You can work around the missing stream functionality using fifos.

Snapshots on localhost

PIPE=/tmp/zpipe && mkfifo $PIPE
zfs send pool1/fs@snap > $PIPE &
zfs receive -d pool2/backups < $PIPE &

Snapshots between hosts

I couldn't get the canonical netcat example to work, so I used socat, which additionally allows compression and SSL as well. Make sure that you have chmod/chown your mountpoints correctly correctly, and zfs permissions granted to the appropriate non-root users to have this work.
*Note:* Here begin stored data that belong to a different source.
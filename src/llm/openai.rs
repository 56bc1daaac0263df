//! OpenAI-compatible chat completions client.
//!
//! Thin HTTP wrapper for `{base_url}/chat/completions`, the dialect spoken by
//! OpenRouter. Pure parsing in `parse_chat_completions_response` for
//! testability.

use serde::Serialize;
use serde_json::Value;
use std::time::Duration;
use tracing::debug;

use super::config::LlmTimeouts;
use super::types::{ChatResponse, LlmError, Message};

// =============================================================================
// CLIENT
// =============================================================================

pub struct OpenAiClient {
    http: reqwest::Client,
    api_key: String,
    base_url: String,
}

impl OpenAiClient {
    /// # Errors
    ///
    /// Returns [`LlmError::HttpClientBuild`] if the HTTP client cannot be built.
    pub fn new(api_key: String, base_url: String, timeouts: LlmTimeouts) -> Result<Self, LlmError> {
        let http = reqwest::Client::builder()
            .timeout(Duration::from_secs(timeouts.request_secs))
            .connect_timeout(Duration::from_secs(timeouts.connect_secs))
            .build()
            .map_err(|e| LlmError::HttpClientBuild(e.to_string()))?;
        Ok(Self { http, api_key, base_url: base_url.trim_end_matches('/').to_string() })
    }

    pub async fn chat(
        &self,
        model: &str,
        max_tokens: Option<u32>,
        system: &str,
        messages: &[Message],
    ) -> Result<ChatResponse, LlmError> {
        let msgs = build_chat_completions_messages(system, messages);
        let body = CcRequest { model, max_tokens, messages: &msgs };
        let text = self.send_json("/chat/completions", &body).await?;
        parse_chat_completions_response(&text)
    }

    async fn send_json(&self, path: &str, body: &impl Serialize) -> Result<String, LlmError> {
        let url = format!("{}{}", self.base_url, path);
        let response = self
            .http
            .post(url)
            .bearer_auth(&self.api_key)
            .json(body)
            .send()
            .await
            .map_err(|e| LlmError::ApiRequest(e.to_string()))?;

        let status = response.status();
        let text = response
            .text()
            .await
            .map_err(|e| LlmError::ApiRequest(e.to_string()))?;
        debug!(status = status.as_u16(), body = %text, "llm: raw chat completions response");
        if !status.is_success() {
            return Err(LlmError::ApiResponse { status: status.as_u16(), body: text });
        }
        Ok(text)
    }
}

// =============================================================================
// CHAT COMPLETIONS: wire types
// =============================================================================

#[derive(Serialize)]
struct CcRequest<'a> {
    model: &'a str,
    #[serde(skip_serializing_if = "Option::is_none")]
    max_tokens: Option<u32>,
    messages: &'a [CcMessage<'a>],
}

#[derive(Serialize)]
struct CcMessage<'a> {
    role: &'a str,
    content: &'a str,
}

fn build_chat_completions_messages<'a>(system: &'a str, messages: &'a [Message]) -> Vec<CcMessage<'a>> {
    let mut out = Vec::with_capacity(messages.len() + 1);
    if !system.trim().is_empty() {
        out.push(CcMessage { role: "system", content: system });
    }
    out.extend(
        messages
            .iter()
            .map(|m| CcMessage { role: &m.role, content: &m.content }),
    );
    out
}

// =============================================================================
// RESPONSE PARSING
// =============================================================================

pub(crate) fn parse_chat_completions_response(json_text: &str) -> Result<ChatResponse, LlmError> {
    let root: Value = serde_json::from_str(json_text).map_err(|e| LlmError::ApiParse(e.to_string()))?;
    let model = root
        .get("model")
        .and_then(Value::as_str)
        .map(str::to_owned)
        .unwrap_or_default();
    let prompt_tokens = root
        .get("usage")
        .and_then(|u| u.get("prompt_tokens"))
        .and_then(Value::as_u64)
        .unwrap_or(0);
    let completion_tokens = root
        .get("usage")
        .and_then(|u| u.get("completion_tokens"))
        .and_then(Value::as_u64)
        .unwrap_or(0);

    let Some(choice) = root
        .get("choices")
        .and_then(Value::as_array)
        .and_then(|arr| arr.first())
    else {
        return Err(LlmError::ApiParse("chat_completions: missing choices[0]".to_string()));
    };
    let Some(text) = choice
        .get("message")
        .and_then(|m| m.get("content"))
        .and_then(Value::as_str)
    else {
        return Err(LlmError::ApiParse("chat_completions: missing choices[0].message.content".to_string()));
    };

    Ok(ChatResponse {
        text: text.to_string(),
        model,
        input_tokens: prompt_tokens,
        output_tokens: completion_tokens,
    })
}

#[cfg(test)]
#[path = "openai_test.rs"]
mod tests;
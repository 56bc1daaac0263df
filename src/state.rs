//! Shared application state.
//!
//! DESIGN
//! ======
//! `AppState` is injected into Axum handlers via the `State` extractor. It
//! holds the optional LLM client, the in-memory session store, the bounded
//! scan bundle cache and the parsed configuration. Clone is required by Axum; every field is cheap to clone.

use std::sync::Arc;

use crate::config::AppConfig;
use crate::llm::LlmChat;
use crate::services::session::{self, SessionStore};
use crate::services::tract::{self as tract_svc, BundleCache};

#[derive(Clone)]
pub struct AppState {
    /// `None` when no API key is configured; chat then always falls back.
    pub llm: Option<Arc<dyn LlmChat>>,
    pub sessions: SessionStore,
    pub bundles: BundleCache,
    pub config: Arc<AppConfig>,
}

impl AppState {
    #[must_use]
    pub fn new(config: AppConfig, llm: Option<Arc<dyn LlmChat>>) -> Self {
        let bundles = tract_svc::new_bundle_cache(config.tract.bundle_cache_size);
        Self { llm, sessions: session::new_store(), bundles, config: Arc::new(config) }
    }
}

// =============================================================================
// TEST HELPERS
// =============================================================================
This example uses socat to transfer the data between two hosts, listening on TCP port 1234. You can easily add SSL support by carefully following the client/server instructions provided.

On your source host:

mkfifo /tmp/zpipe
socat GOPEN:/tmp/zpipe TCP-LISTEN:1234,reuseaddr &
zfs send tub/test@initial > /tmp/zpipe

And on your target host:

ZHOST=source.host.com
mkfifo /tmp/zpipe
socat -u TCP:$ZHOST:1234,reuseaddr GOPEN:/tmp/zpipe &
zfs receive -F pool/test </tmp/zpipe

Sending an incremental snapshot

Using the same approach as above, with an updated zfs send command on your source host:

zfs send -i tub/test@initial tub/test@current  > /tmp/zpipe

The target host remains the same.

One-liners

Here's a one-liner to move data from a source pool into a backup filesystem on a different pool, on the same host:

# get set
SRC_POOL=inpool
DEST_POOL=outpool
DEST_ZFS=backup
REF_SNAP=20120801
NEW_SNAP=20120911
# send the initial snap
zfs send $SRC_POOL@$REF_SNAP > $PIPE &; zfs receive -d $DEST_POOL/$DEST_ZFS < $PIPE &
# update to a newer one
zfs send -i @REF_SNAP $SRC_POOL@$NEW_SNAP > $PIPE &; zfs receive -F -d $DEST_POOL/$DEST_ZFS < $PIPE &

Encrypted transfer

socat also supports secured communications using openssl. Follow the instructions to set up keys and certificates, and confirm that you can use the SSL connections correctly. Note that the socat "server" will be the sending ZFS end, and the zfs receiver the socat client.

On your source host:

mkfifo /tmp/zpipe
socat GOPEN:/tmp/zpipe openssl-listen:1234,reuseaddr,cert=/etc/socat/source.pem,cafile=/etc/socat/destination.crt &
zfs send tub/test@initial > /tmp/zpipe

And on your target host:

ZHOST=source.host.com
mkfifo /tmp/zpipe
socat -u openssl-connect:$ZHOST:1234,cert=/etc/socat/destination.pem,cafile=/etc/socat/source.crt GOPEN:/tmp/zpipe &
zfs receive -F pool/test </tmp/zpipe

Running it all from the server end

This works functionally but not all the shell wiggly bits actually complete successfully. It's still WIP with socat and friends. Also I seem to have mucked up the certificate stuff below, YMMV :-(

Sending the initial snapshot:

# setup
ZSOURCE=akai.local
ZDESTINATION=dch@continuity.local
ZFILE=tub/shared/repos
ZINITIAL=$ZFILE@20121220
ZCURRENT=$ZFILE@20130114
mkfifo /tmp/zpipe
ssh $ZSOURCE "mkfifo /tmp/zpipe"
# intitiate the sender 
socat GOPEN:/tmp/zpipe openssl-listen:1234,reuseaddr,cert=/etc/socat/source.pem,cafile=/etc/socat/destination.crt &
zfs send $ZINITIAL > /tmp/zpipe &
# control the destination over ssh
ssh $ZDESTINATION "socat -u openssl-connect:$ZHOST:1234,cert=/etc/socat/destination.pem,cafile=/etc/socat/source.crt GOPEN:/tmp/zpipe" & 
ssh $ZDESTINATION "zfs receive -F $ZINITIAL </tmp/zpipe" 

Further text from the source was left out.